(Source records)
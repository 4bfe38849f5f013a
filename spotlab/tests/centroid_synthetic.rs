//! Centroid pipeline against synthetic discs with known centres

use image::{GrayImage, Luma};
use ndarray::Array2;
use rand::Rng;
use spotlab::image_proc::{
    array_to_gray_image, find_centroid, Centroid, CentroidConfig, EdgeMode,
};
use test_helpers::{disc_image, output_path, seeded_rng};

const WIDTH: u32 = 160;
const HEIGHT: u32 = 140;

fn init_logging() {
    let _ = env_logger::builder().is_test(true).try_init();
}

fn assert_near(c: &Centroid, cx: f64, cy: f64, label: &str) {
    let err = ((c.x - cx).powi(2) + (c.y - cy).powi(2)).sqrt();
    assert!(
        err < 1.0,
        "{label}: centroid ({:.3}, {:.3}) vs truth ({cx:.3}, {cy:.3}), error {err:.3}",
        c.x,
        c.y
    );
}

#[test]
fn test_disc_radii_3_to_50() {
    init_logging();
    let config = CentroidConfig::default();

    for radius in [3.0, 4.0, 5.5, 8.0, 12.0, 17.3, 25.0, 33.0, 41.7, 50.0] {
        let (cx, cy) = (79.3, 68.6);
        let img = disc_image(WIDTH, HEIGHT, cx, cy, radius, 15, 250);
        let c = find_centroid(&img, &config)
            .unwrap_or_else(|| panic!("no centroid for radius {radius}"));
        assert_near(&c, cx, cy, &format!("radius {radius}"));
        assert!(c.x >= 0.0 && c.x < WIDTH as f64);
        assert!(c.y >= 0.0 && c.y < HEIGHT as f64);
    }
}

/// Disc centres whose rim sits `gap` pixels from each of the four edges.
fn edge_placements(radius: f64, gap: f64) -> [(f64, f64); 4] {
    let near = radius + gap;
    let far_x = WIDTH as f64 - 1.0 - radius - gap;
    let far_y = HEIGHT as f64 - 1.0 - radius - gap;
    [
        (near, 70.3),
        (far_x, 68.6),
        (79.4, near),
        (81.2, far_y),
    ]
}

fn check_edge_placements(config: &CentroidConfig, label: &str) {
    for radius in [3.0, 10.0] {
        for gap in [0.0, 1.0, 2.0, 3.0, 4.0] {
            for (cx, cy) in edge_placements(radius, gap) {
                let img = disc_image(WIDTH, HEIGHT, cx, cy, radius, 0, 255);
                let c = find_centroid(&img, config).unwrap_or_else(|| {
                    panic!("{label}: no centroid for r={radius} at ({cx}, {cy})")
                });
                assert_near(&c, cx, cy, &format!("{label} r={radius} at ({cx}, {cy})"));
            }
        }
    }
}

#[test]
fn test_near_edge_placements() {
    init_logging();
    check_edge_placements(&CentroidConfig::default(), "border");
}

#[test]
fn test_near_edge_placements_canny() {
    init_logging();
    let config = CentroidConfig {
        edge_mode: EdgeMode::canny(),
        ..Default::default()
    };
    check_edge_placements(&config, "canny");
}

#[test]
fn test_large_discs_in_corners() {
    init_logging();
    let config = CentroidConfig::default();

    for radius in [25.0, 50.0] {
        let placements = [
            (radius + 1.0, radius + 0.4),
            (WIDTH as f64 - 1.0 - radius, radius + 2.7),
            (radius + 0.2, HEIGHT as f64 - 1.0 - radius),
            (WIDTH as f64 - 2.0 - radius, HEIGHT as f64 - 1.0 - radius),
        ];
        for (cx, cy) in placements {
            let img = disc_image(WIDTH, HEIGHT, cx, cy, radius, 0, 255);
            let c = find_centroid(&img, &config)
                .unwrap_or_else(|| panic!("no centroid for r={radius} at ({cx}, {cy})"));
            assert_near(&c, cx, cy, &format!("r={radius} at ({cx}, {cy})"));
        }
    }
}

#[test]
fn test_canny_edges_match_border_following() {
    init_logging();
    let img = disc_image(WIDTH, HEIGHT, 61.5, 70.25, 14.0, 5, 245);

    let border = find_centroid(&img, &CentroidConfig::default()).unwrap();
    let canny = find_centroid(
        &img,
        &CentroidConfig {
            edge_mode: EdgeMode::canny(),
            ..Default::default()
        },
    )
    .unwrap();

    assert_near(&border, 61.5, 70.25, "border");
    assert_near(&canny, 61.5, 70.25, "canny");
}

#[test]
fn test_noisy_background() {
    init_logging();
    let mut rng = seeded_rng(2024);
    let mut frame = Array2::<u8>::zeros((HEIGHT as usize, WIDTH as usize));
    for v in frame.iter_mut() {
        *v = rng.random_range(0..60);
    }
    let (cx, cy) = (100.0, 50.0);
    for ((row, col), v) in frame.indexed_iter_mut() {
        let dx = col as f64 - cx;
        let dy = row as f64 - cy;
        if dx * dx + dy * dy <= 81.0 {
            *v = rng.random_range(241..=255);
        }
    }

    let img = array_to_gray_image(&frame.view());
    img.save(output_path("centroid_noisy_disc.png")).unwrap();

    let c = find_centroid(&img, &CentroidConfig::default()).unwrap();
    assert_near(&c, cx, cy, "noisy");
}

#[test]
fn test_uniform_frames_return_none() {
    init_logging();
    let config = CentroidConfig::default();
    for level in [0u8, 100, 240, 255] {
        let img = GrayImage::from_pixel(64, 64, Luma([level]));
        assert!(
            find_centroid(&img, &config).is_none(),
            "uniform level {level} produced a centroid"
        );
    }
}

#[test]
fn test_all_dark_with_texture_returns_none() {
    init_logging();
    let img = GrayImage::from_fn(50, 50, |x, y| Luma([((x + y) % 200) as u8]));
    assert!(find_centroid(&img, &CentroidConfig::default()).is_none());
}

**PROBLEM STATEMENT**: Above are some records; copy each line there that contains "label".

**RESPONSE TO THIS EXERCISE**:
fn assert_near(c: &Centroid, cx: f64, cy: f64, label: &str) {
        "{label}: centroid ({:.3}, {:.3}) vs truth ({cx:.3}, {cy:.3}), error {err:.3}",
fn check_edge_placements(config: &CentroidConfig, label: &str) {
                    panic!("{label}: no centroid for r={radius} at ({cx}, {cy})")
                assert_near(&c, cx, cy, &format!("{label} r={radius} at ({cx}, {cy})"));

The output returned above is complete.